- **What you need to do**:
All records below are to be repeated precisely, with nothing added.

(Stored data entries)

• • • • •

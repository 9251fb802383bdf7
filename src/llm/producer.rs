//! LLM-backed submission producer.

use std::sync::Arc;

use async_trait::async_trait;

use crate::domain::Task;
use crate::llm::client::{CompletionRequest, LlmClient};
use crate::producer::{Producer, ProducerError};

const DEFAULT_SYSTEM_PROMPT: &str = "You are a team competing against other teams on the same \
task. Each round you submit one deliverable, which is scored by independent metrics. When \
feedback from the previous round is given, use it: fix what it criticizes and keep what it \
praises. Respond with the deliverable only, no preamble and no commentary.";

/// Producer that asks an LLM for each round's submission.
pub struct LlmProducer {
    client: Arc<dyn LlmClient>,
    system_prompt: String,
    model: Option<String>,
    max_tokens: Option<u32>,
}

impl LlmProducer {
    pub fn new(client: Arc<dyn LlmClient>) -> Self {
        Self {
            client,
            system_prompt: DEFAULT_SYSTEM_PROMPT.to_string(),
            model: None,
            max_tokens: None,
        }
    }

    /// Replace the default system prompt (the team's persona)
    pub fn with_system_prompt(mut self, prompt: impl Into<String>) -> Self {
        self.system_prompt = prompt.into();
        self
    }

    pub fn with_model(mut self, model: impl Into<String>) -> Self {
        self.model = Some(model.into());
        self
    }

    pub fn with_max_tokens(mut self, max_tokens: u32) -> Self {
        self.max_tokens = Some(max_tokens);
        self
    }

    fn build_user_prompt(task: &Task, feedback: &str) -> String {
        let mut prompt = format!("## Task\n\n{}\n", task.instruction);

        if !feedback.trim().is_empty() {
            prompt.push_str(&format!(
                "\n## Feedback from the previous round\n\n{}\n",
                feedback.trim()
            ));
        }

        prompt.push_str("\n## Your submission\n");
        prompt
    }
}

#[async_trait]
impl Producer for LlmProducer {
    async fn produce(&self, task: &Task, feedback: &str) -> Result<String, ProducerError> {
        let mut request = CompletionRequest::new(self.system_prompt.clone())
            .with_user_message(Self::build_user_prompt(task, feedback));
        if let Some(model) = &self.model {
            request = request.with_model(model.clone());
        }
        if let Some(max_tokens) = self.max_tokens {
            request = request.with_max_tokens(max_tokens);
        }

        let response = self.client.complete(request).await?;
        Ok(response.content)
    }
}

• • • • •

- **Task answer**:
repository 9251fb802383bdf7
filename src/llm/producer.rs
//! LLM-backed submission producer.

use std::sync::Arc;

use async_trait::async_trait;

use crate::domain::Task;
use crate::llm::client::{CompletionRequest, LlmClient};
use crate::producer::{Producer, ProducerError};

const DEFAULT_SYSTEM_PROMPT: &str = "You are a team competing against other teams on the same \
task. Each round you submit one deliverable, which is scored by independent metrics. When \
feedback from the previous round is given, use it: fix what it criticizes and keep what it \
praises. Respond with the deliverable only, no preamble and no commentary.";

/// Producer that asks an LLM for each round's submission.
pub struct LlmProducer {
    client: Arc<dyn LlmClient>,
    system_prompt: String,
    model: Option<String>,
    max_tokens: Option<u32>,
}

impl LlmProducer {
    pub fn new(client: Arc<dyn LlmClient>) -> Self {
        Self {
            client,
            system_prompt: DEFAULT_SYSTEM_PROMPT.to_string(),
            model: None,
            max_tokens: None,
        }
    }

    /// Replace the default system prompt (the team's persona)
    pub fn with_system_prompt(mut self, prompt: impl Into<String>) -> Self {
        self.system_prompt = prompt.into();
        self
    }

    pub fn with_model(mut self, model: impl Into<String>) -> Self {
        self.model = Some(model.into());
        self
    }

    pub fn with_max_tokens(mut self, max_tokens: u32) -> Self {
        self.max_tokens = Some(max_tokens);
        self
    }

    fn build_user_prompt(task: &Task, feedback: &str) -> String {
        let mut prompt = format!("## Task\n\n{}\n", task.instruction);

        if !feedback.trim().is_empty() {
            prompt.push_str(&format!(
                "\n## Feedback from the previous round\n\n{}\n",
                feedback.trim()
            ));
        }

        prompt.push_str("\n## Your submission\n");
        prompt
    }
}

#[async_trait]
impl Producer for LlmProducer {
    async fn produce(&self, task: &Task, feedback: &str) -> Result<String, ProducerError> {
        let mut request = CompletionRequest::new(self.system_prompt.clone())
            .with_user_message(Self::build_user_prompt(task, feedback));
        if let Some(model) = &self.model {
            request = request.with_model(model.clone());
        }
        if let Some(max_tokens) = self.max_tokens {
            request = request.with_max_tokens(max_tokens);
        }

        let response = self.client.complete(request).await?;
        Ok(response.content)
    }
}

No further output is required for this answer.